The MDM2-antagonist Nutlin 3A can efficiently induce apoptosis in osteosarcoma cell lines with amplified MDM2. However, Nutlin-based therapy could be even more important in more common sarcoma types where this aberration is frequent. The well- and de-differentiated liposarcomas have complex marker chromosomes, consistently including multiple copies of the MDM2 locus. Since amplification seems to be a primary aberration in these tumors, whereas amplification in osteosarcoma generally is a progression marker, the underlying biological mechanisms may be different. We have therefore investigated the molecular response to Nutlin treatment in several liposarcoma cell lines with such markers, as well as a panel of other sarcoma cell lines. We report that Nutlin efficiently stabilized p53 and induced downstream p53 dependent transcription and apoptosis in liposarcoma cells with amplified MDM2 in vitro. Some effect of Nutlin was also observed on cell lines without amplified MDM2 but with wt TP53, but no apoptosis was induced. The MDM4 protein, reported to interfere with the reactivation of p53, was undetectable in cells with amplified MDM2. Thus, Nutlin represents a promising new therapeutic principle for the treatment of an increasing group of sarcomas. © 2007 Wiley-Liss, Inc.

The activity and level of the tumor suppressor protein p53 is negatively regulated by the E3 ligase MDM2, which controls both its ability to trans-activate downstream genes and its proteasome-mediated degradation.1 In tumors with wild type p53, its activity may be blocked through amplification and overexpression of the MDM2 locus.2, 3 Due to the central role of p53 in oncogenesis and therapy response, the p53-MDM2 interaction is an interesting target for small-molecular therapy. The goal is to reactivate p53 and induce downstream effects leading to programmed cell death or increased response to DNA-damaging therapies, as has been pursued by several groups.4, 5, 6, 7, 8, 9 One of the most promising MDM2 antagonists is Nutlin 3A, which has been shown to activate wild type p53 in cancer cell lines, inducing cell cycle arrest and apoptosis in various cell lines, including osteosarcomas with amplified MDM2.10, 11 However, amplification of MDM2 is much more frequent in the more common subtype of well-differentiated liposarcoma (WDLS) and dedifferentiated variants, where virtually all tumors contain complex marker chromosomes that always include multiple copies of MDM2.12 Since the role of MDM2 in the etiology of these tumors seems different from that in osteosarcomas, we set out to investigate the potential for Nutlin treatment and its molecular effects. This particular type of liposarcoma can be hard to eradicate and may dedifferentiate to aggressive variants with high malignancy. Since inactivation of p53 may also be achieved by amplification and overexpression of MDM4,13, 14, 15 we also investigated whether MDM4 could be important for the response in WDLS, although we have found only low levels of amplification of MDM4 in our sarcoma panel (Ohnstad, unpublished data).
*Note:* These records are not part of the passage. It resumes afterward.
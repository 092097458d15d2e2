//! Session orchestration
//!
//! [`ReconciliationManager`] owns the current [`Report`] for a root pair.
//! It is either idle (no report, or the roots changed since the last scan)
//! or scanned. Reconcile operations keep it scanned and drop every item
//! that succeeded from the held report, so a failed item can be retried.

use std::collections::HashSet;
use std::time::Instant;

use chrono::Utc;
use mirror_fs::{NormalizedPath, RelativePath};
use serde::{Deserialize, Serialize};
use tracing::{debug, info};

use crate::log::{SessionEvent, SessionLog, TracingLog};
use crate::{
    ActionExecutor, Category, Error, MoveDetector, MovePair, Report, Result, ScanOptions,
    TreeComparator,
};

/// Outcome of [`ReconciliationManager::reconcile_all`]
#[derive(Debug, Clone, Default, PartialEq, Eq, Serialize, Deserialize)]
pub struct ApplySummary {
    /// Items applied successfully across all categories
    pub applied: usize,
    pub failed_moves: Vec<MovePair>,
    pub failed_added: Vec<RelativePath>,
    pub failed_removed: Vec<RelativePath>,
    pub failed_mismatched: Vec<RelativePath>,
}

impl ApplySummary {
    pub fn failed_count(&self) -> usize {
        self.failed_moves.len()
            + self.failed_added.len()
            + self.failed_removed.len()
            + self.failed_mismatched.len()
    }

    pub fn is_complete(&self) -> bool {
        self.failed_count() == 0
    }
}

/// Holds the session state between scans and reconcile commands
pub struct ReconciliationManager {
    executor: ActionExecutor,
    options: ScanOptions,
    source: Option<NormalizedPath>,
    target: Option<NormalizedPath>,
    report: Option<Report>,
    log: Box<dyn SessionLog>,
}

impl ReconciliationManager {
    pub fn new(executor: ActionExecutor, options: ScanOptions) -> Self {
        Self {
            executor,
            options,
            source: None,
            target: None,
            report: None,
            log: Box::new(TracingLog),
        }
    }

    /// Replace the session log.
    pub fn with_log(mut self, log: Box<dyn SessionLog>) -> Self {
        self.log = log;
        self
    }

    pub fn options(&self) -> &ScanOptions {
        &self.options
    }

    /// The current report, if a scan for the current roots has completed.
    pub fn report(&self) -> Option<&Report> {
        self.report.as_ref()
    }

    pub fn is_scanned(&self) -> bool {
        self.report.is_some()
    }

    /// The current root pair, once both are set.
    pub fn roots(&self) -> Option<(&NormalizedPath, &NormalizedPath)> {
        self.source.as_ref().zip(self.target.as_ref())
    }

    /// Change the source root; a different root invalidates the report.
    pub fn set_source_root(&mut self, root: impl Into<NormalizedPath>) {
        let root = root.into();
        if self.source.as_ref() != Some(&root) {
            self.source = Some(root);
            self.roots_changed();
        }
    }

    /// Change the target root; a different root invalidates the report.
    pub fn set_target_root(&mut self, root: impl Into<NormalizedPath>) {
        let root = root.into();
        if self.target.as_ref() != Some(&root) {
            self.target = Some(root);
            self.roots_changed();
        }
    }

    fn roots_changed(&mut self) {
        self.report = None;
        self.record(SessionEvent::RootsChanged {
            at: Utc::now(),
            source: self.source.clone(),
            target: self.target.clone(),
        });
    }

    /// Set the roots and compute a fresh report, replacing any held one.
    ///
    /// # Errors
    ///
    /// Fails if either root is missing or not a directory; no report is
    /// held afterwards.
    pub fn scan(
        &mut self,
        source: impl Into<NormalizedPath>,
        target: impl Into<NormalizedPath>,
    ) -> Result<&Report> {
        self.set_source_root(source);
        self.set_target_root(target);
        self.rescan()
    }

    /// Recompute the report for the current roots.
    ///
    /// # Errors
    ///
    /// Returns [`Error::NotScanned`] if no roots were ever set, or a root
    /// error if either root is unusable.
    pub fn rescan(&mut self) -> Result<&Report> {
        let (source, target) = match self.roots() {
            Some((s, t)) => (s.clone(), t.clone()),
            None => return Err(Error::NotScanned),
        };
        self.report = None;
        self.record(SessionEvent::ScanStarted {
            at: Utc::now(),
            source: source.clone(),
            target: target.clone(),
        });

        let started = Instant::now();
        let raw = TreeComparator::new(self.options.clone()).compare(&source, &target)?;
        let report = MoveDetector::new(self.options.ignore.iter().cloned()).detect(raw);
        let elapsed_ms = started.elapsed().as_millis() as u64;
        info!(elapsed_ms, in_sync = report.is_in_sync(), "Scan finished");

        self.record(SessionEvent::ScanCompleted {
            at: Utc::now(),
            report: report.clone(),
            elapsed_ms,
        });
        Ok(&*self.report.insert(report))
    }

    /// Copy added entries (or the given subset) to the target.
    ///
    /// Returns the items that could not be copied; everything else is
    /// removed from the report.
    ///
    /// # Errors
    ///
    /// Returns [`Error::NotScanned`] when idle, or a root error if the
    /// target root vanished.
    pub fn reconcile_added(&mut self, subset: Option<&[RelativePath]>) -> Result<Vec<RelativePath>> {
        self.reconcile_paths(Category::Added, subset)
    }

    /// Trash removed entries (or the given subset) from the target.
    ///
    /// # Errors
    ///
    /// Returns [`Error::NotScanned`] when idle, or a root error if the
    /// target root vanished.
    pub fn reconcile_removed(
        &mut self,
        subset: Option<&[RelativePath]>,
    ) -> Result<Vec<RelativePath>> {
        self.reconcile_paths(Category::Removed, subset)
    }

    /// Overwrite mismatched target files (or the given subset).
    ///
    /// # Errors
    ///
    /// Returns [`Error::NotScanned`] when idle, or a root error if the
    /// target root vanished.
    pub fn reconcile_mismatched(
        &mut self,
        subset: Option<&[RelativePath]>,
    ) -> Result<Vec<RelativePath>> {
        self.reconcile_paths(Category::Mismatched, subset)
    }

    /// Apply detected moves (or the given subset) inside the target.
    ///
    /// # Errors
    ///
    /// Returns [`Error::NotScanned`] when idle.
    pub fn reconcile_moved(&mut self, subset: Option<&[MovePair]>) -> Result<Vec<MovePair>> {
        let report = self.report.as_ref().ok_or(Error::NotScanned)?;
        let (requested, mut failed) = select(subset, &report.moved);
        let requested_count = requested.len() + failed.len();

        let action_failed = self.executor.move_entries(&requested);
        let done: Vec<MovePair> = requested
            .into_iter()
            .filter(|pair| !action_failed.contains(pair))
            .collect();
        failed.extend(action_failed);

        if let Some(report) = self.report.as_mut() {
            report.remove_moves(&done);
        }
        self.record_action(Category::Moved, requested_count, failed.len());
        Ok(failed)
    }

    /// Reconcile one category, naming items by relative path.
    ///
    /// For [`Category::Moved`] a path selects the pairs whose destination
    /// lies at that path under the target root, and failures are reported
    /// by destination path.
    ///
    /// # Errors
    ///
    /// Returns [`Error::NotScanned`] when idle, or a root error if the
    /// target root vanished.
    pub fn reconcile(
        &mut self,
        category: Category,
        subset: Option<&[RelativePath]>,
    ) -> Result<Vec<RelativePath>> {
        if category != Category::Moved {
            return self.reconcile_paths(category, subset);
        }

        let report = self.report.as_ref().ok_or(Error::NotScanned)?;
        let target = report.target.clone();
        let destination = |pair: &MovePair| pair.to.relative_to(&target);

        let (pairs, mut failed) = match subset {
            None => (None, Vec::new()),
            Some(paths) => {
                let by_destination: Vec<MovePair> = report
                    .moved
                    .iter()
                    .filter(|pair| destination(pair).is_some_and(|rel| paths.contains(&rel)))
                    .cloned()
                    .collect();
                let unknown = paths
                    .iter()
                    .filter(|path| {
                        !by_destination
                            .iter()
                            .any(|pair| destination(pair).as_ref() == Some(*path))
                    })
                    .cloned()
                    .collect();
                (Some(by_destination), unknown)
            }
        };

        let failed_pairs = self.reconcile_moved(pairs.as_deref())?;
        failed.extend(
            failed_pairs
                .iter()
                .map(|pair| destination(pair).unwrap_or_else(|| RelativePath::new(pair.to.as_str()))),
        );
        Ok(failed)
    }

    /// Apply every category: moves, then a rescan, then added, removed and
    /// mismatched.
    ///
    /// # Errors
    ///
    /// Returns [`Error::NotScanned`] when idle, or a root error if a root
    /// vanished during the run.
    pub fn reconcile_all(&mut self) -> Result<ApplySummary> {
        let before_moves = self.report.as_ref().ok_or(Error::NotScanned)?.moved.len();
        let mut summary = ApplySummary {
            failed_moves: self.reconcile_moved(None)?,
            ..ApplySummary::default()
        };
        summary.applied += before_moves - summary.failed_moves.len();

        if before_moves > 0 {
            debug!("Rescanning after moves");
            self.rescan()?;
        }

        for category in [Category::Added, Category::Removed, Category::Mismatched] {
            let pending = self.report.as_ref().map_or(0, |r| r.count(category));
            let failed = self.reconcile_paths(category, None)?;
            summary.applied += pending - failed.len();
            match category {
                Category::Added => summary.failed_added = failed,
                Category::Removed => summary.failed_removed = failed,
                _ => summary.failed_mismatched = failed,
            }
        }

        info!(
            applied = summary.applied,
            failed = summary.failed_count(),
            "Reconciliation finished"
        );
        Ok(summary)
    }

    fn reconcile_paths(
        &mut self,
        category: Category,
        subset: Option<&[RelativePath]>,
    ) -> Result<Vec<RelativePath>> {
        let report = self.report.as_ref().ok_or(Error::NotScanned)?;
        let available = report.paths(category).unwrap_or_default();
        let (requested, mut failed) = select(subset, available);
        let (source, target) = (report.source.clone(), report.target.clone());

        let action_failed = match category {
            Category::Added => self.executor.copy(&source, &target, &requested, false)?,
            Category::Removed => self.executor.delete(&target, &requested)?,
            Category::Mismatched => self.executor.update(&source, &target, &requested)?,
            Category::Moved => Vec::new(),
        };

        let failed_set: HashSet<&RelativePath> = action_failed.iter().collect();
        let done: Vec<RelativePath> = requested
            .into_iter()
            .filter(|path| !failed_set.contains(path))
            .collect();
        failed.extend(action_failed);

        if let Some(report) = self.report.as_mut() {
            report.remove_paths(category, &done);
        }
        self.record_action(category, done.len() + failed.len(), failed.len());
        Ok(failed)
    }

    fn record_action(&mut self, category: Category, requested: usize, failed: usize) {
        self.record(SessionEvent::ActionCompleted {
            at: Utc::now(),
            category,
            requested,
            failed,
        });
    }

    fn record(&mut self, event: SessionEvent) {
        self.log.record(&event);
    }
}

/// Split a requested subset into items present in `available` and unknown
/// items, which count as failures. `None` selects everything available.
fn select<T: Clone + PartialEq>(requested: Option<&[T]>, available: &[T]) -> (Vec<T>, Vec<T>) {
    match requested {
        None => (available.to_vec(), Vec::new()),
        Some(items) => {
            let mut known = Vec::new();
            let mut unknown = Vec::new();
            for item in items {
                if !available.contains(item) {
                    unknown.push(item.clone());
                } else if !known.contains(item) {
                    known.push(item.clone());
                }
            }
            (known, unknown)
        }
    }
}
For these investigations we chose 5 cell lines with amplified MDM2, including 3 WDLS-derived lines, and, since Nutlin has been reported to induce apoptosis in haematological cancers even when MDM2 is not amplified,4, 16, 17 added 5 control cell lines with normal MDM2-level, of which 3 had either no or mutated TP53 mRNA (Table I). The cell lines with high-level amplification consistently expressed very high levels of MDM2 mRNA (Table I), and protein (Fig. 3), whereas the cell lines with normal gene number all had low levels in comparison.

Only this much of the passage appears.